This cheekily immodest account of his life, given in the third person, was written by Frank Harris in 1916 for "Bruno's Weekly" and subsequently reprinted in Frank Harris: In Memoriam.
Frank Harris was born in Galoway[sic], Ireland, over fifty years ago, of Welsh parents. He is proud of the fact that he is pure Kelt without intermixture for as far back as he knows. Till he was twelve years of age, he was educated in Ireland, the last year or so at the Royal School, Armagh. In spite of his ultra-protestant or Black Orange relations, Frank Harris still recounts with glee how he was a Fenian even before he could think. "As a small boy," he says. "I remember reading a proclamation offering five thousand pounds for any information that would lead to the arrest of James Stephens, the Fenian Head-Centre. While my playmates were gloating over the idea of getting this large sum, of money I was only thinking how I could help him away from the 'polis.' The 'Head-Centre' fascinated my fancy!"
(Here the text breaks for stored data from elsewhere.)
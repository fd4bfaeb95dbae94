use std::ops::Range;
use unicode_segmentation::UnicodeSegmentation;

pub const DEFAULT_SNIPPET_LENGTH: usize = 90;
pub const ELLIPSIS: &str = "…";

/// Excerpt of at most `length` grapheme clusters.
///
/// Without an index the text is cut at the end. With an index the window is
/// centered on it, and an ellipsis marks each side that does not reach the
/// text boundary.
pub fn build_snippet(text: &str, index: Option<usize>, length: usize) -> String {
    if text.is_empty() {
        return String::new();
    }

    let graphemes: Vec<&str> = text.graphemes(true).collect();
    let total = graphemes.len();

    let Some(index) = index else {
        if total <= length {
            return text.to_string();
        }
        let mut snippet = graphemes[..length].concat();
        snippet.push_str(ELLIPSIS);
        return snippet;
    };

    let start = index.saturating_sub(length / 2).min(total);
    let end = total.min(start.saturating_add(length));

    let mut snippet = String::with_capacity(text.len().min(length.saturating_mul(8)) + 2 * ELLIPSIS.len());
    if start > 0 {
        snippet.push_str(ELLIPSIS);
    }
    snippet.push_str(&graphemes[start..end].concat());
    if end < total {
        snippet.push_str(ELLIPSIS);
    }
    snippet
}

/// Excerpt centered on a byte range of `text`
pub fn snippet_around(text: &str, span: &Range<usize>, length: usize) -> String {
    build_snippet(text, Some(grapheme_index(text, span.start)), length)
}

/// Number of grapheme clusters before `byte_offset`
pub fn grapheme_index(text: &str, byte_offset: usize) -> usize {
    let end = byte_offset.min(text.len());
    text.get(..end)
        .map_or(0, |prefix| prefix.graphemes(true).count())
}

/// A text split around a matched span, for display code to wrap the match
#[derive(Debug, Clone, Copy, PartialEq, Eq)]
pub struct Highlight<'a> {
    pub before: &'a str,
    pub matched: &'a str,
    pub after: &'a str,
}

pub fn highlight<'a>(text: &'a str, span: &Range<usize>) -> Option<Highlight<'a>> {
    Some(Highlight {
        before: text.get(..span.start)?,
        matched: text.get(span.clone())?,
        after: text.get(span.end..)?,
    })
}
At twelve, his father sent him as a boarder to a well-known public school on the Welsh border [Ruabon]. There, for the first time, he met English boys and English sentiment. The school horsefed him ; it was all punishments, he says, nothing human or humane about it except the library. He read madly; morning, noon and night till he knew Scott almost by heart - Charlotte Bronte, Mrs. Gaskell, Thackeray and Reade - and even Dickens, Dickens he never liked. After reading every other novel in the library be read Dickens and the poets.
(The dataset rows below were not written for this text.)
impl SearchEngine {
    pub fn new(corpus: Corpus) -> Self {
        Self::with_options(corpus, SearchOptions::default())
    }

    pub fn with_options(corpus: impl Into<Arc<Corpus>>, options: SearchOptions) -> Self {
        Self {
            corpus: corpus.into(),
            options,
        }
    }

    /// Load the corpus bundle at `path`
    pub fn open<P: AsRef<Path>>(path: P, options: SearchOptions) -> Result<Self, CorpusError> {
        Ok(Self::with_options(Corpus::load(path)?, options))
    }

    pub fn corpus(&self) -> &Corpus {
        &self.corpus
    }

    pub fn options(&self) -> &SearchOptions {
        &self.options
    }

    pub fn search(&self, query: &str) -> SearchResults {
        search_with_options(&self.corpus, query, &self.options)
    }
}

#[cfg(test)]
mod tests {
    use super::*;
    use proptest::prelude::*;

    fn verse(number: u32, arabic: &str, kurdish: &str) -> Verse {
        Verse {
            number_in_surah: Some(number),
            text_arabic: arabic.to_string(),
            text_kurdish: kurdish.to_string(),
            ..Verse::default()
        }
    }

    fn sample_corpus() -> Corpus {
        let fatiha = Surah {
            meaning_kurdish: "دەستپێکەر".to_string(),
            name_translit: "Al-Fatiha".to_string(),
            ..Surah::new(1, 1, "الفاتحة", "الفاتحة")
        }
        .with_verse(verse(1, "بِسْمِ اللَّهِ الرَّحْمَٰنِ الرَّحِيمِ", "بەناوی خوای بەخشندە و میهرەبان"))
        .with_verse(verse(2, "الْحَمْدُ لِلَّهِ رَبِّ الْعَالَمِينَ", "سوپاس بۆ خوا پەروەردگاری جیهانیان"));

        let asr = Surah::new(103, 103, "العصر", "عەسر").with_verse(Verse {
            keywords: vec!["صبر".to_string()],
            ..verse(3, "إِلَّا الَّذِينَ آمَنُوا وَتَوَاصَوْا بِالصَّبْرِ", "جگە لەوانەی باوەڕیان هێنا")
        });

        let books = vec![
            Book::new("1", "تەفسیری ئاسان", "مامۆستا هەژار", "تەفسیرێکی سادە بۆ خوێنەران"),
            Book::new("2", "تەفسیری نامی", "محمد", "شرحێکی تەواو"),
        ];

        Corpus::new(vec![fatiha, asr], books)
    }

    #[test]
    fn test_engine_search() {
        let engine = SearchEngine::new(sample_corpus());
        let results = engine.search("فاتح");

        assert_eq!(results.surahs.len(), 1);
        assert_eq!(results.surahs[0].id, 1);
        // Kurdish name outweighs the identical Arabic name
        assert_eq!(results.surahs[0].match_field, SurahField::NameKurdish);
        assert_eq!(results.surahs[0].score, 70 + 40 + 38);
        assert!(results.verses.is_empty());
        assert!(results.books.is_empty());
        assert_eq!(results.total(), 1);
    }

    #[test]
    fn test_short_queries_are_empty() {
        let corpus = sample_corpus();
        for query in ["", " ", "ا", "  ب  ", "\u{064E}\u{0650}", "\u{0640}\u{0640}\u{0640}"] {
            assert!(search(&corpus, query).is_empty(), "query {query:?}");
        }
    }

    #[test]
    fn test_keyword_match_snippet_uses_verse_head() {
        let results = search(&sample_corpus(), "صبر");

        assert_eq!(results.verses.len(), 1);
        let hit = &results.verses[0];
        assert_eq!(hit.match_type, VerseMatchType::Keyword);
        assert_eq!(hit.surah_id, 103);
        assert_eq!(hit.verse_index, 0);
        assert_eq!(hit.verse_number, 3);
        assert_eq!(hit.score, 90 + 100 + 40);
        assert_eq!(hit.snippet, "إِلَّا الَّذِينَ آمَنُوا وَتَوَاصَوْا بِالصَّبْرِ");
    }

    #[test]
    fn test_translation_snippet_centers_on_match() {
        let results = search(&sample_corpus(), "پەروەردگار");

        assert_eq!(results.verses.len(), 1);
        let hit = &results.verses[0];
        assert_eq!(hit.match_type, VerseMatchType::Translation);
        assert_eq!(hit.verse_number, 2);
        assert!(hit.snippet.contains("پەروەردگاری"));
    }

    #[test]
    fn test_tagline_snippet_is_verse_head() {
        let head = "بِسْمِ ".repeat(30);
        let surah = Surah::new(40, 2, "البقرة", "بەقەرە").with_verse(Verse {
            number_in_surah: Some(153),
            text_uthmani: head.clone(),
            taglines: vec!["ئارامگرتن".to_string()],
            ..Verse::default()
        });
        let results = search(&Corpus::new(vec![surah], vec![]), "ئارامگرتن");

        assert_eq!(results.verses.len(), 1);
        let hit = &results.verses[0];
        assert_eq!(hit.match_type, VerseMatchType::Tagline);
        assert_eq!(hit.score, 85 + 100 + 40);
        assert_eq!(hit.snippet, build_snippet(&head, None, DEFAULT_SNIPPET_LENGTH));
        assert!(hit.snippet.ends_with(crate::snippet::ELLIPSIS));
        // references use the surah number, not its id
        assert_eq!((hit.surah_id, hit.surah_number, hit.verse_number), (40, 2, 153));
    }

    #[test]
    fn test_tafsir_snippet_centers_on_match() {
        let tafsir = format!("{}شیکردنەوە{}", "پێشەکی ".repeat(30), " کۆتایی".repeat(30));
        let surah = Surah::new(1, 1, "", "").with_verse(Verse {
            text_arabic: "الم".to_string(),
            tafsir_kurdish: tafsir,
            ..Verse::default()
        });
        let results = search(&Corpus::new(vec![surah], vec![]), "شیکردنەوە");

        let hit = &results.verses[0];
        assert_eq!(hit.match_type, VerseMatchType::Tafsir);
        assert_eq!(hit.score, 50 + 40);
        assert!(hit.snippet.starts_with(crate::snippet::ELLIPSIS));
        assert!(hit.snippet.ends_with(crate::snippet::ELLIPSIS));
        assert!(hit.snippet.contains("شیکردنەوە"));
    }

    #[test]
    fn test_surah_secondary_fields() {
        let results = search(&sample_corpus(), "Fatiha");
        assert_eq!(results.surahs.len(), 1);
        assert_eq!(results.surahs[0].match_field, SurahField::NameTranslit);
        assert_eq!(results.surahs[0].score, 35 + 40 + 37);

        let results = search(&sample_corpus(), "دەستپێک");
        assert_eq!(results.surahs[0].match_field, SurahField::MeaningKurdish);
        assert_eq!(results.surahs[0].score, 45 + 70 + 40);
    }

    #[test]
    fn test_author_match_has_no_snippet() {
        let results = search(&sample_corpus(), "هەژار");

        assert_eq!(results.books.len(), 1);
        let book = &results.books[0];
        assert_eq!(book.id, "1");
        assert_eq!(book.match_field, BookField::Author);
        assert_eq!(book.match_text, "مامۆستا هەژار");
        assert_eq!(book.match_index, 8);
        assert_eq!(book.score, 55 + 40 + 32);
        assert!(book.snippet.is_none());
    }

    #[test]
    fn test_book_fields() {
        let results = search(&sample_corpus(), "تەفسیر");
        assert_eq!(results.books.len(), 2);

        for book in &results.books {
            assert_eq!(book.match_field, BookField::Title);
            assert_eq!(book.match_index, 0);
            assert!(book.snippet.is_none());
        }
        // both are prefix matches at 0; corpus order is kept
        assert_eq!(results.books[0].id, "1");
        assert_eq!(results.books[1].id, "2");

        let results = search(&sample_corpus(), "سادە");
        let book = &results.books[0];
        assert_eq!(book.match_field, BookField::Description);
        assert_eq!(book.snippet.as_deref(), Some("تەفسیرێکی سادە بۆ خوێنەران"));
        assert_eq!(book.highlight().map(|h| h.matched), Some("سادە"));
        assert_eq!(book.match_index, 10);
    }

    #[test]
    fn test_custom_limits() {
        let options = SearchOptions {
            book_limit: 1,
            ..SearchOptions::default()
        };
        let engine = SearchEngine::with_options(sample_corpus(), options);
        assert_eq!(engine.search("تەفسیر").books.len(), 1);
        assert_eq!(engine.options().book_limit, 1);
    }

    #[test]
    fn test_search_results_serialize_with_bundle_keys() -> anyhow::Result<()> {
        let results = search(&sample_corpus(), "صبر");
        let json = serde_json::to_value(&results)?;
        assert_eq!(json["verses"][0]["matchType"], "keyword");
        assert_eq!(json["verses"][0]["surahId"], 103);
        assert_eq!(json["verses"][0]["surahNumber"], 103);
        assert!(json["surahs"].as_array().map_or(false, |a| a.is_empty()));
        Ok(())
    }

    proptest! {
        #[test]
        fn prop_results_are_ranked_and_bounded(query in "[ابتسرلمنهوي ]{0,6}") {
            let results = search(&sample_corpus(), &query);

            prop_assert!(results.surahs.len() <= 6);
            prop_assert!(results.verses.len() <= 8);
            prop_assert!(results.books.len() <= 6);
            prop_assert!(results.surahs.windows(2).all(|w| w[0].score >= w[1].score));
            prop_assert!(results.verses.windows(2).all(|w| w[0].score >= w[1].score));
            prop_assert!(results.books.windows(2).all(|w| w[0].score >= w[1].score));
        }
    }
}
The fagging system in the school was abhorrent to this born rebel ; he fought it tooth and nail ; but in spite of trouble with boys as well as with the masters, he won prize after prize.
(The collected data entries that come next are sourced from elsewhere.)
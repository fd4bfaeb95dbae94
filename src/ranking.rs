use crate::normalize::NormalizedText;
use serde::{Deserialize, Serialize};
use std::ops::Range;

/// Bonuses added on top of a field's base score
pub struct FieldScorer {
    whole: u32,
    prefix: u32,
    interior: u32,
    proximity_window: usize,
}

impl Default for FieldScorer {
    fn default() -> Self {
        Self {
            whole: 100,           // field equals the query
            prefix: 70,           // field starts with the query
            interior: 40,         // query found further in
            proximity_window: 40, // earlier matches earn up to this much
        }
    }
}

impl FieldScorer {
    pub fn new(whole: u32, prefix: u32, interior: u32, proximity_window: usize) -> Self {
        Self {
            whole,
            prefix,
            interior,
            proximity_window,
        }
    }

    /// Score one text field against an already-normalized query
    pub fn score<'a>(&self, text: &'a str, query: &str, base_score: u32) -> Option<FieldMatch<'a>> {
        if text.is_empty() {
            return None;
        }

        let normalized = NormalizedText::new(text);
        let index = normalized.find(query)?;

        let bonus = if normalized.as_str() == query {
            self.whole
        } else if index == 0 {
            self.prefix
        } else {
            self.interior
        };
        let proximity = self.proximity_window.saturating_sub(index) as u32;

        let span = normalized.original_span(index, query.chars().count())?;

        Some(FieldMatch {
            score: base_score + bonus + proximity,
            index,
            text,
            span,
        })
    }
}

/// A query hit inside one field
#[derive(Debug, Clone, PartialEq, Eq)]
pub struct FieldMatch<'a> {
    pub score: u32,
    /// Character offset of the match in the normalized field
    pub index: usize,
    /// The field as stored in the corpus
    pub text: &'a str,
    /// Byte range of the match within `text`
    pub span: Range<usize>,
}

pub fn score_field<'a>(text: &'a str, query: &str, base_score: u32) -> Option<FieldMatch<'a>> {
    FieldScorer::default().score(text, query, base_score)
}

/// Best-scoring entry of a tag list; the earliest entry wins ties
pub fn score_keyword_list<'a>(
    values: &'a [String],
    query: &str,
    base_score: u32,
) -> Option<FieldMatch<'a>> {
    best_candidate(
        values
            .iter()
            .map(|value| ((), score_field(value, query, base_score))),
    )
    .map(|(_, hit)| hit)
}

/// Pick the highest-scoring matched candidate; earlier candidates win ties
pub fn best_candidate<'a, F>(
    candidates: impl IntoIterator<Item = (F, Option<FieldMatch<'a>>)>,
) -> Option<(F, FieldMatch<'a>)> {
    candidates
        .into_iter()
        .filter_map(|(field, hit)| hit.map(|hit| (field, hit)))
        .fold(None, |best: Option<(F, FieldMatch<'a>)>, (field, hit)| {
            if best.as_ref().map_or(true, |(_, current)| hit.score > current.score) {
                Some((field, hit))
            } else {
                best
            }
        })
}

/// Anything carrying a relevance score
pub trait Scored {
    fn score(&self) -> u32;
}

/// Sort by descending score, keeping corpus order among ties, then keep the top `limit`
pub fn rank_matches<T: Scored>(mut matches: Vec<T>, limit: usize) -> Vec<T> {
    matches.sort_by(|a, b| b.score().cmp(&a.score()));
    matches.truncate(limit);
    matches
}

/// Surah fields, in evaluation order
#[derive(Debug, Clone, Copy, PartialEq, Eq, Serialize, Deserialize)]
#[serde(rename_all = "camelCase")]
pub enum SurahField {
    NameArabic,
    NameKurdish,
    MeaningKurdish,
    NameTranslit,
}

impl SurahField {
    pub const ALL: [SurahField; 4] = [
        SurahField::NameArabic,
        SurahField::NameKurdish,
        SurahField::MeaningKurdish,
        SurahField::NameTranslit,
    ];

    pub fn base_score(self) -> u32 {
        match self {
            SurahField::NameArabic => 60,
            SurahField::NameKurdish => 70,
            SurahField::MeaningKurdish => 45,
            SurahField::NameTranslit => 35,
        }
    }
}

/// Verse fields, in evaluation order
#[derive(Debug, Clone, Copy, PartialEq, Eq, Serialize, Deserialize)]
#[serde(rename_all = "camelCase")]
pub enum VerseMatchType {
    Keyword,
    Tagline,
    Arabic,
    Uthmani,
    Translation,
    Tafsir,
}

impl VerseMatchType {
    pub const ALL: [VerseMatchType; 6] = [
        VerseMatchType::Keyword,
        VerseMatchType::Tagline,
        VerseMatchType::Arabic,
        VerseMatchType::Uthmani,
        VerseMatchType::Translation,
        VerseMatchType::Tafsir,
    ];

    /// Curated tags outrank incidental hits in prose
    pub fn base_score(self) -> u32 {
        match self {
            VerseMatchType::Keyword => 90,
            VerseMatchType::Tagline => 85,
            VerseMatchType::Arabic => 55,
            VerseMatchType::Uthmani => 60,
            VerseMatchType::Translation => 70,
            VerseMatchType::Tafsir => 50,
        }
    }

    /// Tag lists are not displayed, so their match position means nothing to a snippet
    pub fn is_tag(self) -> bool {
        matches!(self, VerseMatchType::Keyword | VerseMatchType::Tagline)
    }
}

/// Book fields, in evaluation order
#[derive(Debug, Clone, Copy, PartialEq, Eq, Serialize, Deserialize)]
#[serde(rename_all = "camelCase")]
pub enum BookField {
    Title,
    Author,
    Description,
}

impl BookField {
    pub const ALL: [BookField; 3] = [BookField::Title, BookField::Author, BookField::Description];

    pub fn base_score(self) -> u32 {
        match self {
            BookField::Title => 75,
            BookField::Author => 55,
            BookField::Description => 35,
        }
    }
}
Af fourteen his father disappointed him by failing to give him the nomination to become midshipman in the British Navy and the boy resolved to run away. For weeks he weighed the charms of South Africa (where they had just discovered diamonds) with those of Western America and at length he decided in favor of the Wild West. He came to America and soon made his way to Kansas and drove on the trail as a cowboy to New Mexico. He always declares that whatever capacity of thought he possesses comes from the fact that while his mind was growing he had to solve all the modern problems for himself and without books. "I think first and read afterwards" is his motto.
After a couple of years of wild western life, skirmishes with Indians, mad gamblings, ups and downs of fortune, he met the man Byron Smith, professor of Greek, in the University of Kansas. Professor Smith persuaded him to become a student and he spent the next three years with his mentor and friend at Lawrence, Kansas. When Professor Smith left the University for his health, Harris quarreled at once with the authorities, refusing to come in to morning chapel, and left the University in turn and went on with his law studies. In due time he was admitted to the bar and began the practice of law.
A year later Smith grew worse in Philadelphia and Harris threw up everything and went East to be with him. In another year his friend died Harris returned to Europe to study; first in Paris, later in Heidelberg, Gottingen and Berlin. Than he went from Berlin to Athens where he studied a year. On his way back to America he met Froude in London and gave him a letter of introduction from Carlyle. Almost immediately he was offered the editorship of the "London Evening News" which he brought to success. Then he was offered the editorship of "The Fortnightly Review" which John (now Lord) Morley had just resigned. Seven years later he bought "The Saturday Review" and made it ever famous among English papers by bringing Bernard Shaw on it to write about the theatre; Wells to review the novels ; D. S. McColl (now the head of the TaTit[sic, presumably Tate] Gallery) to write on art; Dr. Chalmers Mitchell now the head of the Zoological Society, to write on Science; Max Beerbohm too, and Arthur Symonds, Ernest Dowson, Herbert Crackanthorpe and Cunningham Graham to do what they could. It is hardly too much to say that Harris picked then, in 1894, nearly all the men who today form public opinion in Great Britain. Shaw has acknowledged his debt to him again and again,and Wells calls him his literary godfather, asserting that Harris, when editing "The Fortnightly" accepted the first article he (Wells) ever had in print.
His later career is a record of the books he has written from the first book of American stories, Elder Conklin published by Macmillan in 1894; Montes, which Arnold Bennett says is "the best short story in English" (1894) ; The Bomb, 1907; The Man Shakespeare,which according to Shaw, established his reputation in 1909 ; The Women of Shakespeare, 1910; Shakespeare and His Love (a drama), 1910; Great Days, 1911; The Veils of Isis ; Contemporary Portraits both last year, 1915 and Oscar Wilde, His Life and Confessions which is now in the press and we have had the pleasure of reading. We think it is his best work, so far perhaps the best biography in the language.